TERMOLI. Dal dragaggio del porto alla Termoli-San Vittore. La conferenza stampa di oggi pomeriggio nella sede della Guardia costiera ha visto un governatore Toma più spumeggiante che mai, con un eloquio che ha spaziato su diversi temi, non solo quelli afferenti all’incontro in Capitaneria. Presenti il comandante Massaro, l’assessore regionale Niro e il vice sindaco Ferrazzano. Proprio quest’ultimo, in rappresentanza del Comune (Roberti assente per impegni concomitanti) ha asserito come lo scalo abbia bisogno di una manutenzione continua e su questo versante saranno investiti i 22 milioni di euro provenienti dal Cis. Sul dragaggio è intervenuto Massaro, sottolineando come sia stato il primo passo verso una serie di interventi che possono dare sviluppo marittimo a Termoli.

C’era anche il titolare della ditta veneta che ha realizzato l’intervento, di proprietà della famiglia Cucco. Toma ha ribadito la grande collaborazione tra Regione Molise e Capitaneria di Porto, ma ha voluto cogliere la chance per annunciare altre sorprese, come l’acqua del Matese che sta arrivando, grazie al lavoro di lavaggio dei serbatoi. Ma il colpo di scena maggiore, in stile aspettando Godot, è la richiesta di inserimento al Governo Conte, all’Anas e al ministro Toninelli della Termoli-San Vittore, opera pubblica che in scala è come il Ponte sullo stretto di Messina. Si parla del progetto esecutivo della superstrada a 4 corsie senza pedaggio.

Servirà a collegare la Zes, che parte dal porto di Termoli e che permetterebbe di entrare nell’autorità portuale di Bari, una delle 15 in Italia. La società “La Dragaggi” ha effettuato ieri il collaudo, facilitato dalla conformazione di un bacino che si presta a questo tipo di operazioni. Previsti interventi periodici volti a garantire l’ingresso nel porto di navi di stazza sempre maggiore, come le navi di trasporto merci, che consentono il trasferimento per mare di materie prime importanti per le attività commerciali assieme a navi di crociere minore che potranno tranquillamente attraccare.

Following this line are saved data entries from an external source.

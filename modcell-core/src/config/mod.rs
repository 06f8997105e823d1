//! Configuration types
//!
//! Board-agnostic settings for one cell. The firmware validates its
//! `cell.toml` against these types at build time.

pub mod types;

pub use types::*;
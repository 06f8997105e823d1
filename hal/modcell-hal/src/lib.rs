//! Modcell Hardware Abstraction Layer
//!
//! This crate defines the hardware abstraction traits a transport cell
//! is built from. Chip-specific code (the RP2040 firmware, the host
//! simulator) implements them so the same driver and control code runs
//! on every target.
//!
//! # Architecture
//!
//! ```text
//! ┌─────────────────────────────────────────┐
//! │  modcell-core (CellMachine, CellIo)     │
//! └─────────────────────────────────────────┘
//!                     ▲
//!                     │
//! ┌─────────────────────────────────────────┐
//! │  modcell-drivers (GpioCell, sim)        │
//! └─────────────────────────────────────────┘
//!                     │
//!                     ▼
//! ┌─────────────────────────────────────────┐
//! │  modcell-hal (this crate - traits)      │
//! └─────────────────────────────────────────┘
//! ```
//!
//! # Traits
//!
//! - [`gpio::OutputPin`], [`gpio::InputPin`] - Digital I/O
//! - [`uart::SerialRx`], [`uart::SerialTx`] - Non-blocking neighbor link
//! - [`clock::MonotonicClock`] - Millisecond time base

#![no_std]
#![deny(unsafe_code)]

pub mod clock;
pub mod gpio;
pub mod uart;

// Re-export key traits at crate root for convenience
pub use clock::MonotonicClock;
pub use gpio::{InputPin, OutputPin};
pub use uart::{SerialRx, SerialTx};
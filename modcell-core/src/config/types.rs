//! Configuration type definitions

use crate::safety::StallKind;

#[cfg(feature = "serde")]
use serde::{Deserialize, Serialize};

/// Slowest supported link speed
pub const MIN_BAUDRATE: u32 = 1200;

/// Fastest supported link speed
pub const MAX_BAUDRATE: u32 = 921_600;

/// Configuration errors
#[derive(Debug, Clone, Copy, PartialEq, Eq)]
#[cfg_attr(feature = "defmt", derive(defmt::Format))]
pub enum ConfigError {
    /// Tick interval of 0 ms
    ZeroTickInterval,
    /// Baud rate outside [`MIN_BAUDRATE`]..=[`MAX_BAUDRATE`]
    InvalidBaudrate(u32),
    /// A stall limit of 0 ms would fire immediately
    ZeroTimeout(StallKind),
    /// A stall limit shorter than one tick
    TimeoutShorterThanTick(StallKind),
}

/// Sensor wiring polarity
///
/// A `true` flag means the sensor pulls its pin low when triggered.
#[derive(Debug, Clone, Copy, PartialEq, Eq, Default)]
#[cfg_attr(feature = "defmt", derive(defmt::Format))]
#[cfg_attr(feature = "serde", derive(Serialize, Deserialize))]
#[cfg_attr(feature = "serde", serde(default))]
pub struct SensorPolarity {
    pub light_barrier_inverted: bool,
    pub home_switch_inverted: bool,
    pub quarter_switch_inverted: bool,
}

/// Stall limits per phase (ms); `None` disables the check
#[derive(Debug, Clone, Copy, PartialEq, Eq)]
#[cfg_attr(feature = "defmt", derive(defmt::Format))]
#[cfg_attr(feature = "serde", derive(Serialize, Deserialize))]
#[cfg_attr(feature = "serde", serde(default))]
pub struct WatchdogConfig {
    pub rotation_timeout_ms: Option<u32>,
    pub handshake_timeout_ms: Option<u32>,
    pub translation_timeout_ms: Option<u32>,
}

impl WatchdogConfig {
    /// Quarter turns are bounded by mechanics; neighbor waits depend on
    /// routing and are unbounded.
    pub const DEFAULT: Self = Self {
        rotation_timeout_ms: Some(5000),
        handshake_timeout_ms: None,
        translation_timeout_ms: None,
    };

    /// No stall checks at all
    pub const DISABLED: Self = Self {
        rotation_timeout_ms: None,
        handshake_timeout_ms: None,
        translation_timeout_ms: None,
    };

    fn limits(&self) -> [(StallKind, Option<u32>); 3] {
        [
            (StallKind::Rotation, self.rotation_timeout_ms),
            (StallKind::Handshake, self.handshake_timeout_ms),
            (StallKind::Translation, self.translation_timeout_ms),
        ]
    }
}

impl Default for WatchdogConfig {
    fn default() -> Self {
        Self::DEFAULT
    }
}

/// Complete cell configuration
#[derive(Debug, Clone, Copy, PartialEq, Eq)]
#[cfg_attr(feature = "defmt", derive(defmt::Format))]
#[cfg_attr(feature = "serde", derive(Serialize, Deserialize))]
#[cfg_attr(feature = "serde", serde(default))]
pub struct CellConfig {
    /// Control loop period (ms)
    pub tick_interval_ms: u32,
    /// Neighbor link speed
    pub baudrate: u32,
    /// Sensor wiring
    pub sensors: SensorPolarity,
    /// Stall limits
    pub watchdog: WatchdogConfig,
}

impl CellConfig {
    pub const DEFAULT: Self = Self {
        tick_interval_ms: 10,
        baudrate: 115200,
        sensors: SensorPolarity {
            light_barrier_inverted: false,
            home_switch_inverted: false,
            quarter_switch_inverted: false,
        },
        watchdog: WatchdogConfig::DEFAULT,
    };

    /// Check the configuration for values the firmware cannot run with
    pub fn validate(&self) -> Result<(), ConfigError> {
        if self.tick_interval_ms == 0 {
            return Err(ConfigError::ZeroTickInterval);
        }

        if !(MIN_BAUDRATE..=MAX_BAUDRATE).contains(&self.baudrate) {
            return Err(ConfigError::InvalidBaudrate(self.baudrate));
        }

        for (kind, limit) in self.watchdog.limits() {
            match limit {
                Some(0) => return Err(ConfigError::ZeroTimeout(kind)),
                Some(ms) if ms < self.tick_interval_ms => {
                    return Err(ConfigError::TimeoutShorterThanTick(kind))
                }
                _ => {}
            }
        }

        Ok(())
    }
}

impl Default for CellConfig {
    fn default() -> Self {
        Self::DEFAULT
    }
}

Toma si prefisso di continuare a perseguire la sicurezza della navigazione, portando i fondali della canaletta di accesso fino alla quota di 6 metri con trasferimento di sedimenti in una zona stabilità dall’Arpa Molise. Nel corso del dragaggio sono stati rimossi 210mila metri cubi di sabbia, di cui solo 10mila usati come ripianamento. Un esempio di best practice, «siamo stati velocissimi ed eco-rispettosi, intervento che ha richiesto una intensa attività di analisi per le ricadute in termini ambientali che attività di escavo poteva avere collaborazione tra tutti i soggetti». Novità anche da Niro, che parla della pista ciclabile che collegherà tutto il litorale molisano.